-- Recorded data follows --

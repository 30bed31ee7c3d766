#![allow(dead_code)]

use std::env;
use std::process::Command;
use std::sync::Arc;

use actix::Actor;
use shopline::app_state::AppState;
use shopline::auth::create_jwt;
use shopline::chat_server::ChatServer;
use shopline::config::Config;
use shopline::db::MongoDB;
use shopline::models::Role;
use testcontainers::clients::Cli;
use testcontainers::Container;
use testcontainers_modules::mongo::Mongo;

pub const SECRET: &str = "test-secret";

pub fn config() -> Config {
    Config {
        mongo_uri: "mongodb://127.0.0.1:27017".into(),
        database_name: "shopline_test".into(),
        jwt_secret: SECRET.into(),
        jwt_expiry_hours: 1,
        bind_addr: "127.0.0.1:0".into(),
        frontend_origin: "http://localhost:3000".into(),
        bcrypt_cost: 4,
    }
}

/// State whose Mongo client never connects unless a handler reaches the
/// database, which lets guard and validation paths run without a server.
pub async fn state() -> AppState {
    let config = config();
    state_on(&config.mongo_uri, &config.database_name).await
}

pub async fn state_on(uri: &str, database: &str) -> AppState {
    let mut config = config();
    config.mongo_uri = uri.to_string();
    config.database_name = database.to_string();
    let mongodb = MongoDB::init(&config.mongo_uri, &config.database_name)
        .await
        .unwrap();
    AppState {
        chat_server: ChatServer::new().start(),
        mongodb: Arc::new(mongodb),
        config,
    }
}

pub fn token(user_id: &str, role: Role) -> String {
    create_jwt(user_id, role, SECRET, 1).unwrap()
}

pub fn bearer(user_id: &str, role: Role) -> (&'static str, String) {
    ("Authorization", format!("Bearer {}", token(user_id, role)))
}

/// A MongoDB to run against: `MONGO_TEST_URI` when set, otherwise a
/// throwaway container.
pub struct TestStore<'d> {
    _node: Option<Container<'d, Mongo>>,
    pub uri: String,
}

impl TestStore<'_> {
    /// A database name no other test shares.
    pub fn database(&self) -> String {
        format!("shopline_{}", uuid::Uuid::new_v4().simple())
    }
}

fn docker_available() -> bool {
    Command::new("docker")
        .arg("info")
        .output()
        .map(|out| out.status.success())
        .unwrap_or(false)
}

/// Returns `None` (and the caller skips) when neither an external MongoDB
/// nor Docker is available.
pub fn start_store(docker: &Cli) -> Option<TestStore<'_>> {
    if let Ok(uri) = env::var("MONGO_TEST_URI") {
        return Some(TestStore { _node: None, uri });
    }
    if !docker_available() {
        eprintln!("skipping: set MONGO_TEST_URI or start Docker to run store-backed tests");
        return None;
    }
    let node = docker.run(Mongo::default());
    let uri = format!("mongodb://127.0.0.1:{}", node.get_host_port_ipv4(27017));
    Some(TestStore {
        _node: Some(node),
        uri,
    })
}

-- Recorded data concluded --
-- Recorded data follows --

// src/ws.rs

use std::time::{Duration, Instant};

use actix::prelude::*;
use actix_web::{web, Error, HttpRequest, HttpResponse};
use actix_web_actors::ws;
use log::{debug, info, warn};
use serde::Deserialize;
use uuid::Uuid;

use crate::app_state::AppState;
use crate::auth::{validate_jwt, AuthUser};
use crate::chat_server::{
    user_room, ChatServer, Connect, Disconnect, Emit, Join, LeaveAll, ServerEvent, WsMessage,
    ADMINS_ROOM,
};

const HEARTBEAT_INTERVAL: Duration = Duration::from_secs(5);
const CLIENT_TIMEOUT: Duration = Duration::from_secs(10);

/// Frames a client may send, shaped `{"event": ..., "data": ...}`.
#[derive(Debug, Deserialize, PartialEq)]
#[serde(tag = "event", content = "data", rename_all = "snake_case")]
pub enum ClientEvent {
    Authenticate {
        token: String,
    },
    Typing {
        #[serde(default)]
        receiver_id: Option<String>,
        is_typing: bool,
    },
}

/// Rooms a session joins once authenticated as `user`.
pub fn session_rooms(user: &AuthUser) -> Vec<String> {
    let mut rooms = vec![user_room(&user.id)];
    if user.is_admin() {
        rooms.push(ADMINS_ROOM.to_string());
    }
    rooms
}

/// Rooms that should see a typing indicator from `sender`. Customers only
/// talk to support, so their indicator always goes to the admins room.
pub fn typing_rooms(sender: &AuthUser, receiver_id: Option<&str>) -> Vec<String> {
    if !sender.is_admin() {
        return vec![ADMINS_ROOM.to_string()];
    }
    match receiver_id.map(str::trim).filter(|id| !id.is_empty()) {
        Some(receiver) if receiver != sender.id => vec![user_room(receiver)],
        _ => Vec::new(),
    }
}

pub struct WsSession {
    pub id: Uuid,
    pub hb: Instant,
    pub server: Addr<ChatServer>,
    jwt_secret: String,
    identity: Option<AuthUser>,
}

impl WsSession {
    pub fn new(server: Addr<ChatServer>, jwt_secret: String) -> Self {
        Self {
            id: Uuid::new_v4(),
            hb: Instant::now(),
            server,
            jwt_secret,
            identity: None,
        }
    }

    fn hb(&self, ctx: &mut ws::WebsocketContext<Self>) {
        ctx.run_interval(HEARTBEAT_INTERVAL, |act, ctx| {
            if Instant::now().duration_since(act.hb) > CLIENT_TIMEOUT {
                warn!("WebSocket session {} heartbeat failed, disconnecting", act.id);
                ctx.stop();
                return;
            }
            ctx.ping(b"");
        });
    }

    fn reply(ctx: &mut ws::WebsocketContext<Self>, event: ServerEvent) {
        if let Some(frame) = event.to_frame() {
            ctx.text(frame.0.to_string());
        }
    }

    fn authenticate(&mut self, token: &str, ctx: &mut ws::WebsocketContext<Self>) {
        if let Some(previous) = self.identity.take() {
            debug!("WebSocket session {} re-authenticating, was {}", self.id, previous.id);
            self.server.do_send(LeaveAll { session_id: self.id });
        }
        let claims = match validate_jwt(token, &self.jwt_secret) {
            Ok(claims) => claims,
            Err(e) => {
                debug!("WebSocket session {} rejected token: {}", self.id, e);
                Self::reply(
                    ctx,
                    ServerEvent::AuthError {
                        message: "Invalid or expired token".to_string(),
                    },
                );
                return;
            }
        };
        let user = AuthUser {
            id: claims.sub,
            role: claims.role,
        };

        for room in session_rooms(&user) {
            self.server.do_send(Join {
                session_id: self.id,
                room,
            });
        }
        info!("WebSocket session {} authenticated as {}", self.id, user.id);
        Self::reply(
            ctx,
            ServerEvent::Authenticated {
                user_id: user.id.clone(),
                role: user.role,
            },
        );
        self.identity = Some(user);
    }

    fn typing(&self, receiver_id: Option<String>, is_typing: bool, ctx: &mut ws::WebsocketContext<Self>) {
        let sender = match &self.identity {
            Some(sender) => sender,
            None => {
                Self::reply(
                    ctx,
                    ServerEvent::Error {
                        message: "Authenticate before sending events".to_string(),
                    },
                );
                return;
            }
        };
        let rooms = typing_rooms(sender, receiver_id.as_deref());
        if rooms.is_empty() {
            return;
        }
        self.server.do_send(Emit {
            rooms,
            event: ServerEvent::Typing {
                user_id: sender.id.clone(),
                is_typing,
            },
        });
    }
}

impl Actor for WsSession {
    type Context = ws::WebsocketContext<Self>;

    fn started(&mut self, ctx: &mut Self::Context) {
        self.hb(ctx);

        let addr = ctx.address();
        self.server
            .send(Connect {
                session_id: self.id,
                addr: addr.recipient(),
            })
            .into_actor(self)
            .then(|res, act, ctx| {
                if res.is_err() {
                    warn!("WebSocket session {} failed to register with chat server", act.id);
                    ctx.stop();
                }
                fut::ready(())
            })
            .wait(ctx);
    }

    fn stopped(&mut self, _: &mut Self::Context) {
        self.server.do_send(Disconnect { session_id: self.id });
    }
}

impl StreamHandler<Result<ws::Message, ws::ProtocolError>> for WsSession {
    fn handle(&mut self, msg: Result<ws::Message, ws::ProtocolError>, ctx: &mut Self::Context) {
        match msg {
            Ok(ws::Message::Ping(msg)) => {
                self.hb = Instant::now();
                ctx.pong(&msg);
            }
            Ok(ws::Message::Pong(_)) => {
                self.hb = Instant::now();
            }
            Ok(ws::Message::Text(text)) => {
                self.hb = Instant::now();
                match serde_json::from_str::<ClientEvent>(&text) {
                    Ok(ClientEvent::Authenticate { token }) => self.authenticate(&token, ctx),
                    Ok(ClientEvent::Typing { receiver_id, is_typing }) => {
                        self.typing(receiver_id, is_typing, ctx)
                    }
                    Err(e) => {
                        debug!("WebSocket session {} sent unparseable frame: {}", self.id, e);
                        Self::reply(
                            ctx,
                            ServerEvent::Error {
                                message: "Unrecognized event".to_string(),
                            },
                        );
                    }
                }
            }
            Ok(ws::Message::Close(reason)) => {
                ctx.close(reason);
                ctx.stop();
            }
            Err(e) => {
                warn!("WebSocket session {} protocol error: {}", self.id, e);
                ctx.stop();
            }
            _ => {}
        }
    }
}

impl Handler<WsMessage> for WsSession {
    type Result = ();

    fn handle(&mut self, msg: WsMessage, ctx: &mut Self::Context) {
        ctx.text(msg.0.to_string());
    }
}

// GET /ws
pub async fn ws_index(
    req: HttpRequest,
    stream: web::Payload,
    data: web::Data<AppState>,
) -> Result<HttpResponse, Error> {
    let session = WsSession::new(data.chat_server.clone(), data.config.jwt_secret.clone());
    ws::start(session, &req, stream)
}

-- Recorded data concluded --
-- Recorded data follows --

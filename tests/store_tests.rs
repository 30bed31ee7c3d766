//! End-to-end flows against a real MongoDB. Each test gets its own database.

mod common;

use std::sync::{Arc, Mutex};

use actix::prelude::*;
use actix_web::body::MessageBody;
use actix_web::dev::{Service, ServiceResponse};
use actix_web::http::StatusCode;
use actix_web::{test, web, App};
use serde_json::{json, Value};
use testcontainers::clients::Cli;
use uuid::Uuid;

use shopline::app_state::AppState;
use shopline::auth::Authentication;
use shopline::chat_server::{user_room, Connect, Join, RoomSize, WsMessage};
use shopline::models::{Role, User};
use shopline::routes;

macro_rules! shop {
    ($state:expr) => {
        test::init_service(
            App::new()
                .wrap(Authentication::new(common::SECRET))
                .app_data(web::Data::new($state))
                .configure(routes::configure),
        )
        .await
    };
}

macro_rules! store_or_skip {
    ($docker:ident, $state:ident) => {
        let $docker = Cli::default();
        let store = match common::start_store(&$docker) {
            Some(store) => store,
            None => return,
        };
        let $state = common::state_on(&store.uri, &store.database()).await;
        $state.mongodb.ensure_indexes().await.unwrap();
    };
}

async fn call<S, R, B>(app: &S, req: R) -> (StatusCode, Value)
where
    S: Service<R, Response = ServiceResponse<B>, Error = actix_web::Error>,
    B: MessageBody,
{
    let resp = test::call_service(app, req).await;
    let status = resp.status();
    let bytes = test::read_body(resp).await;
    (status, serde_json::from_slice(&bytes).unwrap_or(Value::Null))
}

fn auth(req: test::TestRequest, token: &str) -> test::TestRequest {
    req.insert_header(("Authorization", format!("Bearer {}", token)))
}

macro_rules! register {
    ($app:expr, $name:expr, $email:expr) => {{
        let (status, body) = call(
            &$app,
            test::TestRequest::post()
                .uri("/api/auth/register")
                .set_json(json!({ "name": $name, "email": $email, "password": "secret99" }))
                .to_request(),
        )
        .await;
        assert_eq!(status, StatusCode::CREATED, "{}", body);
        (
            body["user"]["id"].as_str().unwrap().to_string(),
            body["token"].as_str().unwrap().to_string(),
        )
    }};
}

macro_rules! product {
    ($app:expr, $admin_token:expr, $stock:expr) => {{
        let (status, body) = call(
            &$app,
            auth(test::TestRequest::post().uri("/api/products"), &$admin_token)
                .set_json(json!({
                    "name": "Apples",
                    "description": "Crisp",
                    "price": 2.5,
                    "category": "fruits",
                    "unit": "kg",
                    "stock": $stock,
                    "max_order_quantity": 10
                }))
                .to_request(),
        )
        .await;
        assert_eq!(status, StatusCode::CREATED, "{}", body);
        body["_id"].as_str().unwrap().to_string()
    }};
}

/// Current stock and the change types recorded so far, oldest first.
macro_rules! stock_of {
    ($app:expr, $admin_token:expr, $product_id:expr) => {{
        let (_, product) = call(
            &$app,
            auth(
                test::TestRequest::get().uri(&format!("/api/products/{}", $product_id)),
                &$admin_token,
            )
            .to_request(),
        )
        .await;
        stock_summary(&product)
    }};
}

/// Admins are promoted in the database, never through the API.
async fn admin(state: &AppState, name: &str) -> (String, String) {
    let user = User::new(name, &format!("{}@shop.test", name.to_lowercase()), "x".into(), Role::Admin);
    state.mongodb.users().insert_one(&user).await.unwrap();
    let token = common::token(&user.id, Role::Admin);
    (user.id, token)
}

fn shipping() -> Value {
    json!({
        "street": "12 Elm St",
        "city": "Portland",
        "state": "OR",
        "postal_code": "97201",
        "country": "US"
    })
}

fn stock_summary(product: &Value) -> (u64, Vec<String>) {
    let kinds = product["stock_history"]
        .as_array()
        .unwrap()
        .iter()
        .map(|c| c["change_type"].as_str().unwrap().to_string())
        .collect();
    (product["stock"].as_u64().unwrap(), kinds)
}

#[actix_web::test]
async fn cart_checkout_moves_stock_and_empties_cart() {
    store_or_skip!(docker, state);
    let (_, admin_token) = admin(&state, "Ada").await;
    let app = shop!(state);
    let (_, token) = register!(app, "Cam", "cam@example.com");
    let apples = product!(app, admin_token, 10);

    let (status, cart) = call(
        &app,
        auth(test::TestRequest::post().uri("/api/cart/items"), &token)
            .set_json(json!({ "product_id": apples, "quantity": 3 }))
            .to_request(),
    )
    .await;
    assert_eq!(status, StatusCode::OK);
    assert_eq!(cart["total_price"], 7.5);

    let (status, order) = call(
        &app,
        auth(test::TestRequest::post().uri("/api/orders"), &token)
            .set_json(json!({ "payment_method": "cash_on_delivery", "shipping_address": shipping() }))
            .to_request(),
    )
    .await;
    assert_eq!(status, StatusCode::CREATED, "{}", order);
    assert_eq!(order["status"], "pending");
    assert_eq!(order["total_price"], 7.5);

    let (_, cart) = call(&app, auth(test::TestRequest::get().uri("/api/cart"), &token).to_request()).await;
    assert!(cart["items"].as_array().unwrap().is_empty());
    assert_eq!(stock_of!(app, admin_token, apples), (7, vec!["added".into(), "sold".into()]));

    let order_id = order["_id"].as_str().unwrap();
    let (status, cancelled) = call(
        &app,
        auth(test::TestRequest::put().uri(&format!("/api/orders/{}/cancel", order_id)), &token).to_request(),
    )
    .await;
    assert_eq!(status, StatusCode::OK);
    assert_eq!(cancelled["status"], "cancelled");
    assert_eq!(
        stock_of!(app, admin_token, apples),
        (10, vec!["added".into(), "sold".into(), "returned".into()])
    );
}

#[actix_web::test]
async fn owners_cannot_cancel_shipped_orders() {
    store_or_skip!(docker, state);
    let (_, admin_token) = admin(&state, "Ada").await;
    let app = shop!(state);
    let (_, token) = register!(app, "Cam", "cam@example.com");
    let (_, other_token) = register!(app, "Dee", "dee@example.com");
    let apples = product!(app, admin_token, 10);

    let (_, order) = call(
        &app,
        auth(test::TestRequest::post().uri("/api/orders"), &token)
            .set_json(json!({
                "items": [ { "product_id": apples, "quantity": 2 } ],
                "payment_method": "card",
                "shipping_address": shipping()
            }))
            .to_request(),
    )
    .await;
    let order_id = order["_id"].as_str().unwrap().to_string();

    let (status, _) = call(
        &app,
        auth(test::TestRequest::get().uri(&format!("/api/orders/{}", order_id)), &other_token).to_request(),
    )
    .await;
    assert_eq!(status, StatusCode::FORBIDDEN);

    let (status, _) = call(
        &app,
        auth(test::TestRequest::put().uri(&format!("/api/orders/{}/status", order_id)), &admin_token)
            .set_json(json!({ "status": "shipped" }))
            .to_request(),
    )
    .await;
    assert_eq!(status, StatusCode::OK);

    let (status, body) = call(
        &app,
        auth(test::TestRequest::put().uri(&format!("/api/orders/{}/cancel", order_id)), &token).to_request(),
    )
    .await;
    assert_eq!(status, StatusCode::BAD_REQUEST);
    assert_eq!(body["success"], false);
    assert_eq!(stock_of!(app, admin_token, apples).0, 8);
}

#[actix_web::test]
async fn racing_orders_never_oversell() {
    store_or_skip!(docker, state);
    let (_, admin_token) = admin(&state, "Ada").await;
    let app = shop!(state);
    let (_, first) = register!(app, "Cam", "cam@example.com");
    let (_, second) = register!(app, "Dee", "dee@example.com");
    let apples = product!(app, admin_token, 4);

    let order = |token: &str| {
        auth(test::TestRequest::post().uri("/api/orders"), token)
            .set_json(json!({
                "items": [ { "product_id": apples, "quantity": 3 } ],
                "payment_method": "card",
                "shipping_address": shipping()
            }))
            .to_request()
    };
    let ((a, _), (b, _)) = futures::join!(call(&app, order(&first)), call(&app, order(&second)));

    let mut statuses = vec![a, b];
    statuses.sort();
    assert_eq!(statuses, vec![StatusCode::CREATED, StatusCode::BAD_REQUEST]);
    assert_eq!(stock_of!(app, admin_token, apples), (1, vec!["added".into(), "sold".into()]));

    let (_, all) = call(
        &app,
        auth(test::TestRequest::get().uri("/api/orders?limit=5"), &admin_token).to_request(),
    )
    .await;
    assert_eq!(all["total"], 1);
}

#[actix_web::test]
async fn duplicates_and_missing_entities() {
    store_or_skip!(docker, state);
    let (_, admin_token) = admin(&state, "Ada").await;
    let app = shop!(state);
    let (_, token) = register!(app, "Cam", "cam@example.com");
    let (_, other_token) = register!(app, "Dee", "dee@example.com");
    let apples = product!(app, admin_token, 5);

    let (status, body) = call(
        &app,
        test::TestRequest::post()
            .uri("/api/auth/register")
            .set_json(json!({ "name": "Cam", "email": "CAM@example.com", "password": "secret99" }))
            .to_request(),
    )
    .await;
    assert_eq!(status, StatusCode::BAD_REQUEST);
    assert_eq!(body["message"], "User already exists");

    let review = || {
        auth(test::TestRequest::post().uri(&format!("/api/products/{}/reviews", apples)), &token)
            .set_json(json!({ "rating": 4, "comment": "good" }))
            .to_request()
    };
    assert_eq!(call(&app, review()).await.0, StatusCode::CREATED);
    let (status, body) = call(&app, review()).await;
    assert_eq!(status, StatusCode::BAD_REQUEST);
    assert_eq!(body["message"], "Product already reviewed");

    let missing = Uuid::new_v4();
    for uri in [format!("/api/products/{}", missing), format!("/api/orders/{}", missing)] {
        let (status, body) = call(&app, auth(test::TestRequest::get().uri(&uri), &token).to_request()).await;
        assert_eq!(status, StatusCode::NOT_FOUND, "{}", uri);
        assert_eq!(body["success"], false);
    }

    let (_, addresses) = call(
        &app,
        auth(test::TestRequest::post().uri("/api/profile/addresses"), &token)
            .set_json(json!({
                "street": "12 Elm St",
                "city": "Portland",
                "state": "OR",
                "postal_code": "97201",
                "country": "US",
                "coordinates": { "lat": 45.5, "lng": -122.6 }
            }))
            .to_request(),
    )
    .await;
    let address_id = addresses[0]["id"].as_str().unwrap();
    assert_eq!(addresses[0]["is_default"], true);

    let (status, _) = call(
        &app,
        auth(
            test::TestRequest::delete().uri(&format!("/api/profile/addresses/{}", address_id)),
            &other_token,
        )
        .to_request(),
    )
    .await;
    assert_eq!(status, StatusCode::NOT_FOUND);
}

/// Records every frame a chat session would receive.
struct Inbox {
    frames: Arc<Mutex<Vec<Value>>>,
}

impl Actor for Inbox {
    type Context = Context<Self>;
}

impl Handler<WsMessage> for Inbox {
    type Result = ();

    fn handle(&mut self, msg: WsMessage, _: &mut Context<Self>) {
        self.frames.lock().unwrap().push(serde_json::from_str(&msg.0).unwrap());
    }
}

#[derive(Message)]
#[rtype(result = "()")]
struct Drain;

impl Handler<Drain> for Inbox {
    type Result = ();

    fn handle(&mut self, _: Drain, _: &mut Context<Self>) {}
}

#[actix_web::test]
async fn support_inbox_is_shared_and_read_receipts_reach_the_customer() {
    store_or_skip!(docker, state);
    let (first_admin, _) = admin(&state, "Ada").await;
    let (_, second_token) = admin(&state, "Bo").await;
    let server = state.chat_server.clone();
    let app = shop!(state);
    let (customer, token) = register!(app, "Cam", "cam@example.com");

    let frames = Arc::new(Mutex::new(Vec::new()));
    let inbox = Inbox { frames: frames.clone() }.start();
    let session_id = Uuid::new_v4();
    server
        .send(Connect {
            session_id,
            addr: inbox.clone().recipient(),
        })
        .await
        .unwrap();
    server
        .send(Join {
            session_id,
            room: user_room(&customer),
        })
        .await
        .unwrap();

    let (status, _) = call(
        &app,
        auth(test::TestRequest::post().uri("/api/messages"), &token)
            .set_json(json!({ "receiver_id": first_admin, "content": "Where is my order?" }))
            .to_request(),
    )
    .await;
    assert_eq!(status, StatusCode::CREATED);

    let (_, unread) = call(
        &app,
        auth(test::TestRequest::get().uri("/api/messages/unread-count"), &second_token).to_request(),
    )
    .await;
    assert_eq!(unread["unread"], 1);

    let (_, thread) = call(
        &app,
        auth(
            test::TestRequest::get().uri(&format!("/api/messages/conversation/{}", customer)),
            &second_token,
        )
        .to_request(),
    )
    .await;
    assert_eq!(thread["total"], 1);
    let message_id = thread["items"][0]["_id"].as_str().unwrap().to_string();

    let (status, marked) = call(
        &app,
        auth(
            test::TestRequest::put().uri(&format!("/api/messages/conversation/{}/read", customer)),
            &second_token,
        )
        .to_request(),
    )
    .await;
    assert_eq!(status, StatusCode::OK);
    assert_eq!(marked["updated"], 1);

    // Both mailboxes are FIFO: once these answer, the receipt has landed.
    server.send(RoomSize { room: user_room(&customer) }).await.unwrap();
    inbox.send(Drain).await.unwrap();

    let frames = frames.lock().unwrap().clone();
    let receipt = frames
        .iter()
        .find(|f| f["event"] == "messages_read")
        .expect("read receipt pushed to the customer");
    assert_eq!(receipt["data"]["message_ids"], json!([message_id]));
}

-- Recorded data concluded --

Please return the lines above that run from the line containing "#![allow(dead_code)]" to the line containing "other test shares.", inclusive, exactly and with no other lines.

#![allow(dead_code)]

use std::env;
use std::process::Command;
use std::sync::Arc;

use actix::Actor;
use shopline::app_state::AppState;
use shopline::auth::create_jwt;
use shopline::chat_server::ChatServer;
use shopline::config::Config;
use shopline::db::MongoDB;
use shopline::models::Role;
use testcontainers::clients::Cli;
use testcontainers::Container;
use testcontainers_modules::mongo::Mongo;

pub const SECRET: &str = "test-secret";

pub fn config() -> Config {
    Config {
        mongo_uri: "mongodb://127.0.0.1:27017".into(),
        database_name: "shopline_test".into(),
        jwt_secret: SECRET.into(),
        jwt_expiry_hours: 1,
        bind_addr: "127.0.0.1:0".into(),
        frontend_origin: "http://localhost:3000".into(),
        bcrypt_cost: 4,
    }
}

/// State whose Mongo client never connects unless a handler reaches the
/// database, which lets guard and validation paths run without a server.
pub async fn state() -> AppState {
    let config = config();
    state_on(&config.mongo_uri, &config.database_name).await
}

pub async fn state_on(uri: &str, database: &str) -> AppState {
    let mut config = config();
    config.mongo_uri = uri.to_string();
    config.database_name = database.to_string();
    let mongodb = MongoDB::init(&config.mongo_uri, &config.database_name)
        .await
        .unwrap();
    AppState {
        chat_server: ChatServer::new().start(),
        mongodb: Arc::new(mongodb),
        config,
    }
}

pub fn token(user_id: &str, role: Role) -> String {
    create_jwt(user_id, role, SECRET, 1).unwrap()
}

pub fn bearer(user_id: &str, role: Role) -> (&'static str, String) {
    ("Authorization", format!("Bearer {}", token(user_id, role)))
}

/// A MongoDB to run against: `MONGO_TEST_URI` when set, otherwise a
/// throwaway container.
pub struct TestStore<'d> {
    _node: Option<Container<'d, Mongo>>,
    pub uri: String,
}

impl TestStore<'_> {
    /// A database name no other test shares.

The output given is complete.